··· DATA

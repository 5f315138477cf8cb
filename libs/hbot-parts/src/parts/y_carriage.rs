//! # Y Carriage
//!
//! Carriage riding on one Y rod and holding one end of both X rods.
//!
//! Two bearing holders sit in line along the Y rod on the -X side. On the
//! +X side two bosses take the X rods in blind bores, each locked by a set
//! screw whose nut slides in from the outside. Two idler axles between the
//! bosses carry the belt idlers.
//!
//! ```text
//!   y
//!   ^  [holder]  ====(boss)==== X rod
//!   |  [      ]     o  idler
//!   |  [holder]     o  idler
//!   |  [      ]  ====(boss)==== X rod
//!   +--------------------------> x
//! ```

use glam::DVec3;
use hbot_catalog::{Bearing, Belt, Catalog, Nut, Screw};
use hbot_csg::shapes::{nut_slot, nut_trap};
use hbot_csg::Node;
use tracing::debug;

use config::constants::{GlobalConfig, NUT_TRAP_MARGIN, PRESS_FIT_TOLERANCE, SCREW_TOLERANCE};

use crate::derive::ensure_dimensions;
use crate::error::PartResult;
use crate::machine::MachineConfig;
use crate::part::{Part, PartKind};
use crate::parts::bearing_holder::{LinearBearingHolder, LinearBearingHolderConfig};
use crate::solids::{cube, cylinder, hole};

const NAME: &str = "ycarriage";

/// Settings for [`YCarriage`].
#[derive(Debug, Clone, PartialEq)]
pub struct YCarriageConfig {
    pub linear_bearing: String,
    pub screw: String,
    /// Centre distance between the two X rods.
    pub rod_spacing: f64,
    pub zip_tie_width: f64,
    pub zip_tie_height: f64,
    pub idler_bearing: String,
    pub belt: String,
    pub clearance: GlobalConfig,
}

impl Default for YCarriageConfig {
    fn default() -> Self {
        Self {
            linear_bearing: "LM8UU".to_string(),
            screw: "M3".to_string(),
            rod_spacing: 45.0,
            zip_tie_width: 5.0,
            zip_tie_height: 2.0,
            idler_bearing: "623".to_string(),
            belt: "GT2".to_string(),
            clearance: GlobalConfig::default(),
        }
    }
}

impl YCarriageConfig {
    pub fn from_machine(machine: &MachineConfig) -> PartResult<Self> {
        Ok(Self {
            linear_bearing: machine.linear_bearing.clone(),
            screw: machine.screw.clone(),
            rod_spacing: machine.rod_spacing,
            zip_tie_width: machine.zip_tie_width,
            zip_tie_height: machine.zip_tie_height,
            idler_bearing: machine.idler_bearing.clone(),
            belt: machine.belt.clone(),
            clearance: machine.clearance()?,
        })
    }

    fn holder(&self) -> LinearBearingHolderConfig {
        LinearBearingHolderConfig {
            linear_bearing: self.linear_bearing.clone(),
            zip_tie_width: self.zip_tie_width,
            zip_tie_height: self.zip_tie_height,
            clearance: self.clearance,
            ..LinearBearingHolderConfig::default()
        }
    }
}

/// Carriage for the Y axis.
#[derive(Debug, Clone)]
pub struct YCarriage {
    pub holder: LinearBearingHolder,
    pub screw: Screw,
    pub nut: Nut,
    pub idler: Bearing,
    pub belt: Belt,
    pub rod_spacing: f64,
    /// X rod diameter, equal to the linear bearing bore.
    pub rod_diameter: f64,
    pub boss_radius: f64,
    pub boss_length: f64,
    /// Blind bore depth inside each boss.
    pub bore_depth: f64,
    /// Overall extent along Y.
    pub span: f64,
    pub plate_thickness: f64,
    /// Height of the X rod axes.
    pub rod_height: f64,
    /// Centre distance between the two idler axles.
    pub idler_spacing: f64,
    /// Height of the set-screw nut above the bed.
    pub set_nut_height: f64,
    construction: Node,
}

impl YCarriage {
    pub fn new(catalog: &dyn Catalog, config: &YCarriageConfig) -> PartResult<Self> {
        let holder = LinearBearingHolder::new(catalog, &config.holder())?;
        let screw = catalog.screw(&config.screw)?;
        let nut = catalog.nut(&config.screw)?;
        let idler = catalog.bearing(&config.idler_bearing)?;
        let belt = catalog.belt(&config.belt)?;

        let rod_diameter = holder.bearing.inner_diameter;
        let boss_radius = rod_diameter / 2.0 + holder.wall;
        let boss_length = holder.length;
        let bore_depth = boss_length - holder.wall;
        let span = (config.rod_spacing + boss_radius * 2.0)
            .max(holder.length * 2.0 + holder.wall);
        let plate_thickness = nut.height * 2.0;
        let rod_height = boss_radius;
        let idler_spacing = idler.outer_diameter + belt.thickness * 2.0;
        let rod_gap = config.rod_spacing - boss_radius * 2.0 - idler_spacing;
        let nut_wall = holder.wall - nut.height - NUT_TRAP_MARGIN;
        let set_nut_height = rod_height + rod_diameter / 2.0 + nut_wall / 2.0;

        ensure_dimensions(
            NAME,
            &[
                ("boss_radius", boss_radius),
                ("bore_depth", bore_depth),
                ("span", span),
                ("plate_thickness", plate_thickness),
                ("idler_spacing", idler_spacing),
                ("rod_gap", rod_gap),
                ("nut_wall", nut_wall),
            ],
        )?;
        debug!(
            part = NAME,
            boss_radius, span, idler_spacing, rod_gap, "derived carriage"
        );

        let mut carriage = Self {
            holder,
            screw,
            nut,
            idler,
            belt,
            rod_spacing: config.rod_spacing,
            rod_diameter,
            boss_radius,
            boss_length,
            bore_depth,
            span,
            plate_thickness,
            rod_height,
            idler_spacing,
            set_nut_height,
            construction: Node::union([]),
        };
        carriage.construction = carriage.construct(config)?;
        Ok(carriage)
    }

    /// Y positions of the two X rods, with the direction their set-screw
    /// nut slots open toward (degrees about Z, 90 is +Y).
    pub fn x_rods(&self) -> [(f64, f64); 2] {
        let center = self.span / 2.0;
        [
            (center - self.rod_spacing / 2.0, -90.0),
            (center + self.rod_spacing / 2.0, 90.0),
        ]
    }

    /// Idler axle positions on the bed.
    pub fn idler_axles(&self) -> [DVec3; 2] {
        let x = self.holder.width + self.boss_length / 2.0;
        let center = self.span / 2.0;
        [
            DVec3::new(x, center - self.idler_spacing / 2.0, 0.0),
            DVec3::new(x, center + self.idler_spacing / 2.0, 0.0),
        ]
    }

    fn construct(&self, config: &YCarriageConfig) -> PartResult<Node> {
        let offset = config.clearance.render_offset;
        let width = self.holder.width;
        let below = DVec3::new(0.0, 0.0, -offset);

        let holder = self
            .holder
            .construction()
            .clone()
            .rotated(DVec3::Z, 90.0);
        let mut solids = vec![
            holder.clone().translated(DVec3::new(width, 0.0, 0.0)),
            holder.translated(DVec3::new(width, self.span - self.holder.length, 0.0)),
            cube(width + self.boss_length, self.span, self.plate_thickness)?,
        ];
        for (y, _) in self.x_rods() {
            solids.push(
                cylinder(self.boss_radius, self.boss_length)?
                    .rotated(DVec3::Y, 90.0)
                    .translated(DVec3::new(width, y, self.rod_height)),
            );
            solids.push(
                cube(self.boss_length, self.boss_radius * 2.0, self.rod_height)?
                    .translated(DVec3::new(width, y - self.boss_radius, 0.0)),
            );
        }
        let body = Node::union(solids);

        let mut cuts = Vec::new();
        let screw_x = width + self.boss_length / 2.0;
        for (y, facing) in self.x_rods() {
            cuts.push(
                hole(
                    self.rod_diameter / 2.0,
                    self.bore_depth + offset,
                    PRESS_FIT_TOLERANCE,
                )?
                .rotated(DVec3::Y, 90.0)
                .translated(DVec3::new(width + self.holder.wall, y, self.rod_height)),
            );
            cuts.push(
                hole(
                    self.screw.outer_diameter / 2.0,
                    self.boss_radius + offset,
                    SCREW_TOLERANCE,
                )?
                .translated(DVec3::new(screw_x, y, self.rod_height)),
            );
            cuts.push(
                nut_slot(self.nut.width, self.nut.height, self.boss_radius + offset)?
                    .rotated(DVec3::Z, facing)
                    .translated(DVec3::new(screw_x, y, self.set_nut_height)),
            );
        }
        for axle in self.idler_axles() {
            cuts.push(
                hole(
                    self.idler.inner_diameter / 2.0,
                    self.plate_thickness + 2.0 * offset,
                    SCREW_TOLERANCE,
                )?
                .translated(axle + below),
            );
            cuts.push(nut_trap(self.nut.width, self.nut.height)?.translated(axle + below));
        }

        Ok(body.subtract_all(cuts))
    }
}

impl Part for YCarriage {
    fn name(&self) -> &'static str {
        PartKind::YCarriage.name()
    }

    fn construction(&self) -> &Node {
        &self.construction
    }
}
//! Catalog errors.

use thiserror::Error;

use crate::family::Family;

/// Errors raised while querying or loading a catalog.
#[derive(Error, Debug)]
pub enum CatalogError {
    /// No record is registered for this size name.
    #[error("unknown {family} size '{size}'")]
    UnknownSize {
        /// Family that was queried.
        family: Family,
        /// Requested size name.
        size: String,
    },

    /// A record was found but belongs to another family.
    #[error("expected a {expected} record, found a {found} record")]
    FamilyMismatch {
        /// Family the caller asked for.
        expected: Family,
        /// Family of the stored record.
        found: Family,
    },

    /// A record carries a negative or non-finite dimension.
    #[error("{family} '{size}' has invalid {field}: {value}")]
    InvalidRecord {
        /// Family of the record.
        family: Family,
        /// Size name of the record.
        size: String,
        /// Offending field.
        field: &'static str,
        /// The rejected value.
        value: f64,
    },

    /// A catalog file could not be parsed.
    #[error("failed to parse catalog: {0}")]
    Parse(#[from] serde_json::Error),

    /// A catalog file could not be read.
    #[error("failed to read catalog: {0}")]
    Io(#[from] std::io::Error),
}

/// Result type alias for catalog operations.
pub type CatalogResult<T> = Result<T, CatalogError>;

#[cfg(test)]
mod tests {
    use super::*;

    #[test]
    fn test_unknown_size_names_family_and_size() {
        let err = CatalogError::UnknownSize {
            family: Family::LinearBearing,
            size: "LM00XX".to_string(),
        };
        assert_eq!(err.to_string(), "unknown linear bearing size 'LM00XX'");
    }
}
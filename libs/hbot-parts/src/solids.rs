//! Shorthand constructors used by the generators.

use glam::DVec3;
use hbot_csg::{Node, Primitive};

use crate::error::PartResult;

pub(crate) fn cube(x: f64, y: f64, z: f64) -> PartResult<Node> {
    Ok(Primitive::cube(DVec3::new(x, y, z))?.into())
}

pub(crate) fn cylinder(radius: f64, height: f64) -> PartResult<Node> {
    Ok(Primitive::cylinder(radius, height)?.into())
}

pub(crate) fn cone(radius1: f64, radius2: f64, height: f64) -> PartResult<Node> {
    Ok(Primitive::cone(radius1, radius2, height)?.into())
}

/// Subtraction cylinder with a radial clearance.
pub(crate) fn hole(radius: f64, height: f64, tolerance: f64) -> PartResult<Node> {
    Ok(Primitive::hole(radius, height)?.with_tolerance(tolerance)?.into())
}
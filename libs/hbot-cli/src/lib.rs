//! # hbot Driver
//!
//! Library side of the `hbot` binary: argument parsing, the build
//! configuration and the generation loop.
//!
//! ## Example
//!
//! ```rust,no_run
//! use hbot_cli::{load_catalog, run, BuildConfig};
//!
//! let config = BuildConfig { compile: false, ..BuildConfig::default() };
//! let catalog = load_catalog(&config).unwrap();
//! let report = run(&config, &catalog);
//! assert!(report.is_success());
//! ```

pub mod args;
pub mod build_config;
pub mod driver;
pub mod error;

pub use args::Args;
pub use build_config::BuildConfig;
pub use driver::{load_catalog, run, scene_path, Report};
pub use error::{DriverError, DriverResult};
//! # Belt Clamp
//!
//! Rounded bar pressed onto a belt end by two screws, one either side of
//! the belt. Grooves on the underside mesh with the belt teeth.
//!
//! The screws go into the nut traps of the X carriage, so the hole spacing
//! is the belt width plus one nut width: each screw axis sits half a nut
//! clear of the belt edge.

use glam::DVec3;
use hbot_catalog::{Belt, Catalog, Nut, Screw};
use hbot_csg::Node;
use tracing::debug;

use config::constants::{GlobalConfig, SCREW_TOLERANCE};

use crate::derive::ensure_dimensions;
use crate::error::PartResult;
use crate::machine::MachineConfig;
use crate::part::{Part, PartKind};
use crate::solids::{cube, cylinder, hole};

const NAME: &str = "beltclamp";

/// Settings for [`BeltClamp`].
#[derive(Debug, Clone, PartialEq)]
pub struct BeltClampConfig {
    pub belt: String,
    pub screw: String,
    pub clearance: GlobalConfig,
}

impl Default for BeltClampConfig {
    fn default() -> Self {
        Self {
            belt: "GT2".to_string(),
            screw: "M3".to_string(),
            clearance: GlobalConfig::default(),
        }
    }
}

impl BeltClampConfig {
    pub fn from_machine(machine: &MachineConfig) -> PartResult<Self> {
        Ok(Self {
            belt: machine.belt.clone(),
            screw: machine.screw.clone(),
            clearance: machine.clearance()?,
        })
    }
}

/// Belt clamp bar.
#[derive(Debug, Clone)]
pub struct BeltClamp {
    pub belt: Belt,
    pub screw: Screw,
    pub nut: Nut,
    pub hole_spacing: f64,
    pub wall: f64,
    /// Extent across the screw line.
    pub width: f64,
    /// Extent along the screw line.
    pub length: f64,
    pub thickness: f64,
    pub groove_count: usize,
    construction: Node,
}

impl BeltClamp {
    pub fn new(catalog: &dyn Catalog, config: &BeltClampConfig) -> PartResult<Self> {
        let belt = catalog.belt(&config.belt)?;
        let screw = catalog.screw(&config.screw)?;
        let nut = catalog.nut(&config.screw)?;

        let hole_spacing = belt.width + nut.width;
        let wall = nut.height;
        let width = screw.head_diameter + wall * 2.0;
        let length = hole_spacing + width;
        let thickness = nut.height + wall;
        let clamp_floor = thickness - belt.tooth_height;
        let free_pitch = width - belt.pitch;

        ensure_dimensions(
            NAME,
            &[
                ("hole_spacing", hole_spacing),
                ("width", width),
                ("thickness", thickness),
                ("clamp_floor", clamp_floor),
                ("free_pitch", free_pitch),
            ],
        )?;
        let groove_count = if belt.pitch > 0.0 {
            (width / belt.pitch).floor() as usize
        } else {
            0
        };
        debug!(part = NAME, hole_spacing, length, groove_count, "derived belt clamp");

        let mut clamp = Self {
            belt,
            screw,
            nut,
            hole_spacing,
            wall,
            width,
            length,
            thickness,
            groove_count,
            construction: Node::union([]),
        };
        clamp.construction = clamp.construct(config)?;
        Ok(clamp)
    }

    /// Screw axes on the bed.
    pub fn holes(&self) -> [DVec3; 2] {
        let first = DVec3::new(self.width / 2.0, self.width / 2.0, 0.0);
        [first, first + DVec3::new(self.hole_spacing, 0.0, 0.0)]
    }

    fn construct(&self, config: &BeltClampConfig) -> PartResult<Node> {
        let offset = config.clearance.render_offset;
        let below = DVec3::new(0.0, 0.0, -offset);

        let [first, second] = self.holes();
        let body = Node::hull([
            cylinder(self.width / 2.0, self.thickness)?.translated(first),
            cylinder(self.width / 2.0, self.thickness)?.translated(second),
        ]);

        let mut cuts = Vec::new();
        for axis in [first, second] {
            cuts.push(
                hole(
                    self.screw.outer_diameter / 2.0,
                    self.thickness + 2.0 * offset,
                    SCREW_TOLERANCE,
                )?
                .translated(axis + below),
            );
        }

        let pitch = self.belt.pitch;
        let channel_x = first.x + self.nut.width / 2.0;
        let taken = (self.groove_count.saturating_sub(1)) as f64 * pitch + pitch / 2.0;
        let first_groove = (self.width - taken) / 2.0;
        for k in 0..self.groove_count {
            cuts.push(
                cube(self.belt.width, pitch / 2.0, self.belt.tooth_height + offset)?
                    .translated(DVec3::new(channel_x, first_groove + k as f64 * pitch, -offset)),
            );
        }

        Ok(body.subtract_all(cuts))
    }
}

impl Part for BeltClamp {
    fn name(&self) -> &'static str {
        PartKind::BeltClamp.name()
    }

    fn construction(&self) -> &Node {
        &self.construction
    }
}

······

Look through the entries above and quote exactly the lines from the line with "self.plate_thickness + 2.0" to the line with "let err = CatalogError::UnknownSize", counting both of those lines.

                    self.plate_thickness + 2.0 * offset,
                    SCREW_TOLERANCE,
                )?
                .translated(axle + below),
            );
            cuts.push(nut_trap(self.nut.width, self.nut.height)?.translated(axle + below));
        }

        Ok(body.subtract_all(cuts))
    }
}

impl Part for YCarriage {
    fn name(&self) -> &'static str {
        PartKind::YCarriage.name()
    }

    fn construction(&self) -> &Node {
        &self.construction
    }
}
//! Catalog errors.

use thiserror::Error;

use crate::family::Family;

/// Errors raised while querying or loading a catalog.
#[derive(Error, Debug)]
pub enum CatalogError {
    /// No record is registered for this size name.
    #[error("unknown {family} size '{size}'")]
    UnknownSize {
        /// Family that was queried.
        family: Family,
        /// Requested size name.
        size: String,
    },

    /// A record was found but belongs to another family.
    #[error("expected a {expected} record, found a {found} record")]
    FamilyMismatch {
        /// Family the caller asked for.
        expected: Family,
        /// Family of the stored record.
        found: Family,
    },

    /// A record carries a negative or non-finite dimension.
    #[error("{family} '{size}' has invalid {field}: {value}")]
    InvalidRecord {
        /// Family of the record.
        family: Family,
        /// Size name of the record.
        size: String,
        /// Offending field.
        field: &'static str,
        /// The rejected value.
        value: f64,
    },

    /// A catalog file could not be parsed.
    #[error("failed to parse catalog: {0}")]
    Parse(#[from] serde_json::Error),

    /// A catalog file could not be read.
    #[error("failed to read catalog: {0}")]
    Io(#[from] std::io::Error),
}

/// Result type alias for catalog operations.
pub type CatalogResult<T> = Result<T, CatalogError>;

#[cfg(test)]
mod tests {
    use super::*;

    #[test]
    fn test_unknown_size_names_family_and_size() {
        let err = CatalogError::UnknownSize {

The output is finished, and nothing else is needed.